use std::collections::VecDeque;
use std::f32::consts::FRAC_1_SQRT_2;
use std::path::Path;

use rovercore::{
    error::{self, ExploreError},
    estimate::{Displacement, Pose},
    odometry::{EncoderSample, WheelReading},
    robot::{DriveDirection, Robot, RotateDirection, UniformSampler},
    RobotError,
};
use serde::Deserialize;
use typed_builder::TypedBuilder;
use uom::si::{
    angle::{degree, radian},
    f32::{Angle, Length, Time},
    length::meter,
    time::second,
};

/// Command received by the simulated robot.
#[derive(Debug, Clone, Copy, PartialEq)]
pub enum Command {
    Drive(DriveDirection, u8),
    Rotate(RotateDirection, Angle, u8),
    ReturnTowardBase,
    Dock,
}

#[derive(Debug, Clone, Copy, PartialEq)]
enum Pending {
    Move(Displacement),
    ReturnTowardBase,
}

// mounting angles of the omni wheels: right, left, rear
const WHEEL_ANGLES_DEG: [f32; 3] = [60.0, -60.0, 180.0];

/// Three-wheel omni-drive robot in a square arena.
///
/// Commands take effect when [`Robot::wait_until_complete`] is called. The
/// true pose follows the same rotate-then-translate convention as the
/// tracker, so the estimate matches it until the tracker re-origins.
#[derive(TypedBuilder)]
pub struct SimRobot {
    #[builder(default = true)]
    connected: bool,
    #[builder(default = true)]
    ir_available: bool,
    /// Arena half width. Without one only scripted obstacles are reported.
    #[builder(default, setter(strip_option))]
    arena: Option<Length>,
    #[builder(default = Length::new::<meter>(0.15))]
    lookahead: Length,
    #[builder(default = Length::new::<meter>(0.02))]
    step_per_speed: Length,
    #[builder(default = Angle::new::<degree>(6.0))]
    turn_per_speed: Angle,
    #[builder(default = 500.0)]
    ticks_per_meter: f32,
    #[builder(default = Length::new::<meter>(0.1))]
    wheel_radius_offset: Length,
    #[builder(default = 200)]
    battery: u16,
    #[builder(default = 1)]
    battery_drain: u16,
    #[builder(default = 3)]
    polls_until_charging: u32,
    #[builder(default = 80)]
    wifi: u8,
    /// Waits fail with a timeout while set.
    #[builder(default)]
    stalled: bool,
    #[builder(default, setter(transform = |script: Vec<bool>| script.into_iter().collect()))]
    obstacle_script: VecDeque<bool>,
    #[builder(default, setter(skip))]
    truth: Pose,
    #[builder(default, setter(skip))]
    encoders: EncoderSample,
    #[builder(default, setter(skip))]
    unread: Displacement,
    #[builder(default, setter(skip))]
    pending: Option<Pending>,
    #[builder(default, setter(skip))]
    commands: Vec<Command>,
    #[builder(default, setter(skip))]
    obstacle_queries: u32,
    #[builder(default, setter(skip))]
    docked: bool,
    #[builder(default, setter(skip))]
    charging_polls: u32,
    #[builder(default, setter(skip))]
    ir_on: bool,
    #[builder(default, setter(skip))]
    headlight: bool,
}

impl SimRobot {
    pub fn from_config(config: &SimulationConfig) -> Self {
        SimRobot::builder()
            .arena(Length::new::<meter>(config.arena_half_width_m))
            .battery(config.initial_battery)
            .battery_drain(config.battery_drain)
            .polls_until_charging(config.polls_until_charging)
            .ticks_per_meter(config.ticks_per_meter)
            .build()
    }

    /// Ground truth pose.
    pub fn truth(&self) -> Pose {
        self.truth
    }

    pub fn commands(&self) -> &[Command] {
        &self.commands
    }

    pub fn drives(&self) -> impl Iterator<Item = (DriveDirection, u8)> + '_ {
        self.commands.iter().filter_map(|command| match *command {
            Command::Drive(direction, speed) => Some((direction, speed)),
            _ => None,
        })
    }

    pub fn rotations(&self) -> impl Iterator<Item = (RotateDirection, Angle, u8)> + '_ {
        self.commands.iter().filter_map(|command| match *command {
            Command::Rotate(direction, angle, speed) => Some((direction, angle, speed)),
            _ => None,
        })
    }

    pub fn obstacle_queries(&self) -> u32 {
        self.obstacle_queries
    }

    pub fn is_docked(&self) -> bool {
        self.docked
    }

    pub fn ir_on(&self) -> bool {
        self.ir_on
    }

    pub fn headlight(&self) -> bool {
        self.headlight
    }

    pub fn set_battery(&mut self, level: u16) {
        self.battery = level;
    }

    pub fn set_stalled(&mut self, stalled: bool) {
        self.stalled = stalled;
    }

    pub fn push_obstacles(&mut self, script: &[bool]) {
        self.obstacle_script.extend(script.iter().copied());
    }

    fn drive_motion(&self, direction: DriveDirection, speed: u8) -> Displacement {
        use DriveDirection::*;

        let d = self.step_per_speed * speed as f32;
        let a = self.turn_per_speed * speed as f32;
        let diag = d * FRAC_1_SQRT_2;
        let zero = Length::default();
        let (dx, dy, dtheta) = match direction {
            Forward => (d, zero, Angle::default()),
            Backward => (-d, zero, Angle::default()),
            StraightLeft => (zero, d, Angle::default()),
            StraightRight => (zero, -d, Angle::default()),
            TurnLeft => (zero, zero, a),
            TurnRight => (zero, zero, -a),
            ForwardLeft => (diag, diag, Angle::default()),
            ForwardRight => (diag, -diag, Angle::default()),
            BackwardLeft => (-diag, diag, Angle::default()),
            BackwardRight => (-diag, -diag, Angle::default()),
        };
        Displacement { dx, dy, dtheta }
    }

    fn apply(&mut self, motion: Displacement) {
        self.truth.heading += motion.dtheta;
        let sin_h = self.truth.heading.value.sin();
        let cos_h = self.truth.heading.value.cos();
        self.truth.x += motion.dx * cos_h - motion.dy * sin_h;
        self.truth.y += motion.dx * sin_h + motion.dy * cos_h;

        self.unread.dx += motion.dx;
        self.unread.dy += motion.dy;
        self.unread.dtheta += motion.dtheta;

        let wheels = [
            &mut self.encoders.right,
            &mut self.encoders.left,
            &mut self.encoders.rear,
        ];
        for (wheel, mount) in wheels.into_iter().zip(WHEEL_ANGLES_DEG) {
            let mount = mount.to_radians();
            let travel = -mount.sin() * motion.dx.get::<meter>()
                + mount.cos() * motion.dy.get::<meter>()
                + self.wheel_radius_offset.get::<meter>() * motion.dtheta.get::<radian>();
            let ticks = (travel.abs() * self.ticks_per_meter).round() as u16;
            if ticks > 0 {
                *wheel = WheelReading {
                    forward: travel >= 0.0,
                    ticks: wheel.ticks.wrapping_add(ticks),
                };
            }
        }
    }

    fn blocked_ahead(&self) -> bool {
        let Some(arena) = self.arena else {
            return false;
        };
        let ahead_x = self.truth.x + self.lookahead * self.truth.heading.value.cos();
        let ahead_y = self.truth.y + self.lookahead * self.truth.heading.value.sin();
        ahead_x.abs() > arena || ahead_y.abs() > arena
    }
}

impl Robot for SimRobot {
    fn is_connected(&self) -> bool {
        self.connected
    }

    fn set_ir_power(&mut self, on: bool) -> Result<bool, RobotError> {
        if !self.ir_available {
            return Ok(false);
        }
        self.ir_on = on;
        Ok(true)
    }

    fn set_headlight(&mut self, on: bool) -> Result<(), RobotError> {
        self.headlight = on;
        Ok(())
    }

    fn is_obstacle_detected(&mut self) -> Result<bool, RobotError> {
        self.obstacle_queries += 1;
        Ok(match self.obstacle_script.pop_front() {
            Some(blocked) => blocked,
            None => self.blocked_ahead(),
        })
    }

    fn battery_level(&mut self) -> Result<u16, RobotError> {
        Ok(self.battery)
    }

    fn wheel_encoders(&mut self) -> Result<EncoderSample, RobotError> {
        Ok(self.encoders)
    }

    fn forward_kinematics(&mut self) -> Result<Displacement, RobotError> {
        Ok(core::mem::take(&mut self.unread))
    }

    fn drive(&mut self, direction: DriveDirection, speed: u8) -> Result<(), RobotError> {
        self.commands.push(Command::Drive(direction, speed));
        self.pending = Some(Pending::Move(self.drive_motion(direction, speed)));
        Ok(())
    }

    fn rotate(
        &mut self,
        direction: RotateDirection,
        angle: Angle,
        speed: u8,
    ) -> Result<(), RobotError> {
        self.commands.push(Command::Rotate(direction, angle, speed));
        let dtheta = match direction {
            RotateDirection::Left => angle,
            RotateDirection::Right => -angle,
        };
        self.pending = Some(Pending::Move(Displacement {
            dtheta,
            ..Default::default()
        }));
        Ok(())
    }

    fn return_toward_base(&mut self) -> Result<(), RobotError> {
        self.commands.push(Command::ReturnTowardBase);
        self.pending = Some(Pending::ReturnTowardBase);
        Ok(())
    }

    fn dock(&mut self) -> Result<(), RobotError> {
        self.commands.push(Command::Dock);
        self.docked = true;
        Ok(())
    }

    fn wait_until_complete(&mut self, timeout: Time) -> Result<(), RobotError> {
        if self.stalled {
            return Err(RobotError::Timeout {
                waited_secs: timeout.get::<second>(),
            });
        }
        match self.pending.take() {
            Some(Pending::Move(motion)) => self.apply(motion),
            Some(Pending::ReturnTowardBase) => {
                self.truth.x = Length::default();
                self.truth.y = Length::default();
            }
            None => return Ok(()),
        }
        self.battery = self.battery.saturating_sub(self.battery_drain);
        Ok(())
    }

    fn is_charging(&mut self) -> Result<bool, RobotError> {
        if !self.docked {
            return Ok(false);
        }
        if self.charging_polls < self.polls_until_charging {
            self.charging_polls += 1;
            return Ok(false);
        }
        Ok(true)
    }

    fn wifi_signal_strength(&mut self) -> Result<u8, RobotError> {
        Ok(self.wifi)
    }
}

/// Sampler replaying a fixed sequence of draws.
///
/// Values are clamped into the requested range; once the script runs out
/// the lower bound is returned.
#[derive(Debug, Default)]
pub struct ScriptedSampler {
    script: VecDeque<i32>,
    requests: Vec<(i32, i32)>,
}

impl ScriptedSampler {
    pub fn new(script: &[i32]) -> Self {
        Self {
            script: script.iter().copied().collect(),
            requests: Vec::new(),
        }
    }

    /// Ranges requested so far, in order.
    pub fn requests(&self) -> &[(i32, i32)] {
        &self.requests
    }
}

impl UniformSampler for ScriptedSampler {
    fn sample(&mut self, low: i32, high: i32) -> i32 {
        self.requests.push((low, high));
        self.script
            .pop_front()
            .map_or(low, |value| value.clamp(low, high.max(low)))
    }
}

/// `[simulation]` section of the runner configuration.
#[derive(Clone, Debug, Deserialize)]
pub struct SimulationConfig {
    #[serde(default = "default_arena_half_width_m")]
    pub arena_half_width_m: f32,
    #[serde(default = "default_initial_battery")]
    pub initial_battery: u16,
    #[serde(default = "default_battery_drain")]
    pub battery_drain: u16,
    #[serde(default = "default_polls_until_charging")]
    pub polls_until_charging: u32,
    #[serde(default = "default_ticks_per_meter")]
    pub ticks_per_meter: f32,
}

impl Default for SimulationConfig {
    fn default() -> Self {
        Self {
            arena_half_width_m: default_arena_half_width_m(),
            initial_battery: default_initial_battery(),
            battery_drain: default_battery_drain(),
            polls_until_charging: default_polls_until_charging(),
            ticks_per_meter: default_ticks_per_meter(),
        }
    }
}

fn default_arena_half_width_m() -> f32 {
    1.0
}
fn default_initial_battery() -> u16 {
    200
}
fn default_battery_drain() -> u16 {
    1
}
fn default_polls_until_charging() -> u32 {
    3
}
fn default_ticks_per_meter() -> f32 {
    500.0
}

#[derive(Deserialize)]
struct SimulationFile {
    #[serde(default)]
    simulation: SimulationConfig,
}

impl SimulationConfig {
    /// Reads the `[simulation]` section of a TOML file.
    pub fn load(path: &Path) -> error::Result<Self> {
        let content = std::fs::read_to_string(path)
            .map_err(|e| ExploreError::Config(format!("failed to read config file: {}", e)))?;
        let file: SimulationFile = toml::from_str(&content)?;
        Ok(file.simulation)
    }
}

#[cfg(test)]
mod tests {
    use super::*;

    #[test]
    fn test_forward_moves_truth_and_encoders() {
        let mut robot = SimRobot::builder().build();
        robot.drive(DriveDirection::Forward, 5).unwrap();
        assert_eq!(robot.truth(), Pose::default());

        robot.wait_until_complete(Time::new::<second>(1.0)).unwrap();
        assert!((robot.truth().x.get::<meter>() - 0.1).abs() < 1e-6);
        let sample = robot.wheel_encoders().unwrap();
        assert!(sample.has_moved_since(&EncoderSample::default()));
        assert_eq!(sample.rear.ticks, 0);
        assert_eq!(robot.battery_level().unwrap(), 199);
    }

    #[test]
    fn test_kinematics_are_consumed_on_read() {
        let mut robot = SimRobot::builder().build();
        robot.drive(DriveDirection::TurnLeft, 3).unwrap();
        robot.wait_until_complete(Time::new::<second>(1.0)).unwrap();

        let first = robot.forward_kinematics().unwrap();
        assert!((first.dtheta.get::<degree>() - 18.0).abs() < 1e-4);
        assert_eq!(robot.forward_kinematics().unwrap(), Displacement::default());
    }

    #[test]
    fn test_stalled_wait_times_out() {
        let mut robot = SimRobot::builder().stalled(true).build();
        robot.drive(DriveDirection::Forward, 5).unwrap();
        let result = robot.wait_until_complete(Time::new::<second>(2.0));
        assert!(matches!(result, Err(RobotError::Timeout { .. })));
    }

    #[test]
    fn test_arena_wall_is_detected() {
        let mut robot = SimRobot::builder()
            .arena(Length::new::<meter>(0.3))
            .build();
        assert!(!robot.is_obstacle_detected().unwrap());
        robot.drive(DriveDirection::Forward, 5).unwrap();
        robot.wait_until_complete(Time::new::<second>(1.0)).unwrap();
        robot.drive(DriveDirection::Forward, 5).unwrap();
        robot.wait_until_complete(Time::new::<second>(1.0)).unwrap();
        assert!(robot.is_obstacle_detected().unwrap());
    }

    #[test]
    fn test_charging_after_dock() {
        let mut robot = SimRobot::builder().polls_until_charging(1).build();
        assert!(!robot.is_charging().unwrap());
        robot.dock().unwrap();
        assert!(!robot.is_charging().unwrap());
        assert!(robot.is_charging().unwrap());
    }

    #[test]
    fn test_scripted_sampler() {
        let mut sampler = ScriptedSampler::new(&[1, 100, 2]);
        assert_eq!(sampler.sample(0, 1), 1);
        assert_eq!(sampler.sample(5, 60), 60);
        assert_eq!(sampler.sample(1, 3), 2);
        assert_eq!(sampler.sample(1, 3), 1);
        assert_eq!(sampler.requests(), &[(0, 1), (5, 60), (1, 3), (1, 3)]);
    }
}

------------------------------

# [What the exercise asks]
Take every line from the records above that has the word "TurnLeft" and copy it.

# [Solution for this exercise]
            TurnLeft => (zero, zero, a),
        robot.drive(DriveDirection::TurnLeft, 3).unwrap();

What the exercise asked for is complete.